After finding chromium, DOH stated that we were mistaken. They would assume, in the absence of proof, that all the chromium was good chromium. That was a heck of an assumption.

They only looked for dioxin in 6 sites and all were hot, some super hot. This issue was not pursued.

The Department of Defense and Congress  established Technical Review Committees (TRCs), and later, much more formal Restoration Advisory Boards (RABs), to monitor the military's clean-up of hazardous waste on their bases. These entities serve as an interface between the military and the public, and members can advise the military on cleanup priorities.

After being involved with the Village Park cluster issue,  I served on the Scholfield Barracks TRC,  the Pearl Harbor RAB, the Air Force Central O`ahu RAB (which included Mt Ka`ala, Kahuku, Kaua`i and Wake Island), and was the Hickam AFB RAB co-chair (1996-2005).

This gave me an understanding of toxic issues, which I figured would help one day when the issue of civilian soil and water toxicity came face-to-face with reluctant Hawai`i state and county governments.

The chromium is probable from CCA (chromium copper arsenic) which was used to treat wood to prevent termite infestation. This wood was used to build houses in Village Park.

The company that treated the wood was based in Campbell Industrial Park, and every time time it rains, the area turns blue.

Perhaps today is the day of reckoning.

It could not have come soon enough.

Henry Curtis

# # #


Interesting. Especially since the BOW is calling the test "irresponsible" (because it relied on just one sample). Please stay on top of this.

What areas can be affected by this? Is it in the Waipio drinking waters?

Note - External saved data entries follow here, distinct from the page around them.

//! Find: regular expression search over an input.
//!
//! The default mode records matches positionally under `Output[i]`.
//! In remove mode every recorded match is also cut out of the input and the
//! residue is stored under `Output.Clean`. In both modes the named groups of
//! the last recorded match are written under `Output.3.<group>`. Group and
//! `Clean` keys left by an earlier write under the same output are cleared.

use regex::{Captures, Regex};

use crate::runtime::actions::{Miss, Outcome};
use crate::runtime::context::CellContext;
use crate::runtime::keys;

/// Which matches a Find records.
#[derive(Debug, Clone, Copy, PartialEq, Eq, Default)]
pub enum Selection {
    #[default]
    First,
    All,
}

#[derive(Debug, Clone)]
pub struct FindAction {
    pub input: String,
    pub output: String,
    pub regex: Regex,
    pub selection: Selection,
    pub remove: bool,
}

impl FindAction {
    pub fn execute(&self, ctx: &mut CellContext<'_>) -> Outcome {
        let text = ctx.input(&self.input).unwrap_or_default().to_string();

        // Zero-length matches carry no value and are skipped.
        let found = self
            .regex
            .captures_iter(&text)
            .filter(|caps| caps.get(0).is_some_and(|m| !m.is_empty()));
        let found: Vec<Captures<'_>> = match self.selection {
            Selection::First => found.take(1).collect(),
            Selection::All => found.collect(),
        };

        let matches: Vec<&str> = found
            .iter()
            .filter_map(|caps| caps.get(0))
            .map(|m| m.as_str())
            .collect();

        // Derived keys describe this match set only.
        for name in self.regex.capture_names().flatten() {
            ctx.bag_mut().remove(&keys::group(&self.output, name));
        }
        if self.remove {
            let clean = remove_spans(&text, &found);
            ctx.bag_mut().set(keys::clean(&self.output), clean);
        } else {
            ctx.bag_mut().remove(&keys::clean(&self.output));
        }

        ctx.write_list(&self.output, matches.iter().copied());

        if let Some(last) = found.last() {
            for name in self.regex.capture_names().flatten() {
                if let Some(m) = last.name(name) {
                    ctx.bag_mut().set(keys::group(&self.output, name), m.as_str());
                }
            }
        }

        tracing::trace!(
            column = ctx.column(),
            output = %self.output,
            matches = matches.len(),
            "find"
        );

        if matches.is_empty() {
            Outcome::Unmatched(Miss::NoMatch)
        } else {
            Outcome::Matched
        }
    }
}

/// Concatenate the parts of `text` not covered by any match.
fn remove_spans(text: &str, found: &[Captures<'_>]) -> String {
    let mut clean = String::with_capacity(text.len());
    let mut last = 0;
    for m in found.iter().filter_map(|caps| caps.get(0)) {
        clean.push_str(&text[last..m.start()]);
        last = m.end();
    }
    clean.push_str(&text[last..]);
    clean
}

#[cfg(test)]
mod tests {
    use super::*;
    use crate::runtime::bag::PropertyBag;

    fn find(pattern: &str, selection: Selection, remove: bool) -> FindAction {
        FindAction {
            input: "Text".to_string(),
            output: "Size".to_string(),
            regex: Regex::new(pattern).unwrap(),
            selection,
            remove,
        }
    }

    #[test]
    fn test_find_first() {
        let mut bag = PropertyBag::new();
        let mut ctx = CellContext::new("A", "EDP 50ml and 100ml", &mut bag);

        assert!(find(r"\d+ml", Selection::First, false).execute(&mut ctx).is_match());
        assert_eq!(bag.read_list("Size"), vec!["50ml"]);
        assert_eq!(bag.get("Size.Valid"), Some("true"));
        assert!(!bag.contains("Size.Clean"));
    }

    #[test]
    fn test_find_all() {
        let mut bag = PropertyBag::new();
        let mut ctx = CellContext::new("A", "EDP 50ml and 100ml", &mut bag);

        assert!(find(r"\d+ml", Selection::All, false).execute(&mut ctx).is_match());
        assert_eq!(bag.read_list("Size"), vec!["50ml", "100ml"]);
        assert_eq!(bag.get("Size.Length"), Some("2"));
    }

    #[test]
    fn test_find_all_remove() {
        let mut bag = PropertyBag::new();
        let mut ctx = CellContext::new("A", "abc123def45", &mut bag);

        assert!(find(r"\d+", Selection::All, true).execute(&mut ctx).is_match());
        assert_eq!(bag.get("Size.Clean"), Some("abcdef"));
        assert_eq!(bag.read_list("Size"), vec!["123", "45"]);
        assert_eq!(bag.get("Size.Length"), Some("2"));
    }

    #[test]
    fn test_find_first_remove_only_cuts_first() {
        let mut bag = PropertyBag::new();
        let mut ctx = CellContext::new("A", "abc123def45", &mut bag);

        assert!(find(r"\d+", Selection::First, true).execute(&mut ctx).is_match());
        assert_eq!(bag.get("Size.Clean"), Some("abcdef45"));
        assert_eq!(bag.read_list("Size"), vec!["123"]);
    }

    #[test]
    fn test_remove_reassembles_input() {
        let input = "12 Rose 7 Oud 300";
        let mut bag = PropertyBag::new();
        let mut ctx = CellContext::new("A", input, &mut bag);
        let action = find(r"\d+", Selection::All, true);
        action.execute(&mut ctx);

        // Put every removed match back at its original position.
        let removed = bag.read_list("Size");
        let mut rebuilt = bag.get("Size.Clean").unwrap().to_string();
        let positions: Vec<usize> = action.regex.find_iter(input).map(|m| m.start()).collect();
        for (pos, text) in positions.iter().zip(&removed) {
            rebuilt.insert_str(*pos, text);
        }
        assert_eq!(rebuilt, input);
    }

    #[test]
    fn test_no_match_keeps_clean_input() {
        let mut bag = PropertyBag::new();
        let mut ctx = CellContext::new("A", "no digits here", &mut bag);

        let outcome = find(r"\d+", Selection::All, true).execute(&mut ctx);

        assert_eq!(outcome, Outcome::Unmatched(Miss::NoMatch));
        assert_eq!(bag.get("Size.Clean"), Some("no digits here"));
        assert_eq!(bag.get("Size.Length"), Some("0"));
        assert_eq!(bag.get("Size.Valid"), Some("false"));
    }

    #[test]
    fn test_named_groups_track_last_match() {
        let mut bag = PropertyBag::new();
        let mut ctx = CellContext::new("A", "50ml / 1.7oz", &mut bag);

        let action = find(r"(?P<amount>[\d.]+)\s*(?P<unit>ml|oz)", Selection::All, false);
        assert!(action.execute(&mut ctx).is_match());

        assert_eq!(bag.read_list("Size"), vec!["50ml", "1.7oz"]);
        assert_eq!(bag.get("Size.3.amount"), Some("1.7"));
        assert_eq!(bag.get("Size.3.unit"), Some("oz"));
    }

    #[test]
    fn test_no_match_clears_previous_groups_and_clean() {
        let mut bag = PropertyBag::new();
        let action = find(r"(?P<amount>\d+)ml", Selection::First, false);
        bag.set("Size.Clean", "stale");

        let mut ctx = CellContext::new("A", "50ml", &mut bag);
        assert!(action.execute(&mut ctx).is_match());
        assert_eq!(bag.get("Size.3.amount"), Some("50"));
        assert!(!bag.contains("Size.Clean"));

        let mut ctx = CellContext::new("B", "no size here", &mut bag);
        assert!(!action.execute(&mut ctx).is_match());
        assert_eq!(bag.get("Size.Length"), Some("0"));
        assert!(!bag.contains("Size.3.amount"));
    }

    #[test]
    fn test_empty_matches_are_ignored() {
        let mut bag = PropertyBag::new();
        let mut ctx = CellContext::new("A", "abc", &mut bag);

        assert!(!find(r"\d*", Selection::All, false).execute(&mut ctx).is_match());
        assert_eq!(bag.get("Size.Length"), Some("0"));
    }

    #[test]
    fn test_missing_input_is_no_match() {
        let mut bag = PropertyBag::new();
        let mut ctx = CellContext::new("A", "50ml", &mut bag);
        let mut action = find(r"\d+", Selection::First, false);
        action.input = "Missing".to_string();

        assert!(!action.execute(&mut ctx).is_match());
    }
}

Same thing with Hawai'i Island, highest cancer rate in the state, in 10 out of 18 categories - and no one knows why or wants to talk about it. As for the depleted uranium testing by the Army, the Nuclear Regulatory Commission says they're doing the testing wrong. My scientist friend says they are trying to catch BB's with a tennis racket. The filters to catch the radiation are too big, so it passes through without registering; don't look, don't find. Politicians have been useless to defend us for nearly 10 years on this issue. So sad. I would hope Neil's "new day" would get us some real testing for DU but he becomes deaf when you politely try to discuss military contamination; he just doesn't want to hear about it.

I didn't hear that BOWS called the test "irresponsible," but that doesn't sound too far off the mark. One positive test performed by an amateur volunteer certainly doesn't constitute newsworthiness. Of course, I would be interested to hear about results of more comprehensive testing when that happens.

I did fax Gary Gill over at DOH on the chromium, but since he was just appointed it's likely he hasn't even unpacked his desk stuff yet.

Let's see what can be accomplished after the holidays with all these unwanted minerals.

I don't understand. Since when did it become DOH's job to protect public health? Its job is to assure the public that there's no threat to public health from the actions of businesses or the military. Look it up. And they do it pretty well, really.

Thanks for all this and staying on top of it. It is greatly appreciated, Henry and Larry.
We have yet to see the militaryʻs part in this which, in all common sense, will be significant.
And you are right: Abercrombie DOES NOT want to hear anything negative about the military and certainly will try to continue keeping this thing buried.
He is not an honorable person and I say that with respect to some other things.
Anonymous Anonymous : 10:35 PM HST, you are lucky he didnʻt introduce his foaming at the mouth temper to you like he did to me when I asked him why he pursues the Akaka bill when the Hawaiians havenʻt weighed in on it and donʻt want it anyway.

Statehood was a mistake.

Paul : 9:01 AM HST

I believe your post/statement is one big contradiction.
Maybe you were being sarcastic, if so I missed it.

Paul, if the DOH did know, it would not be the first time that they failed to take action on a public health issue. Right outside my window is Kauluwela Elementary School, for example, where DOH did not take action when asbestos (from car brakes blowing in from the adjacent highway) was discovered in the school cafeteria. That's just the first thing that entered my mind.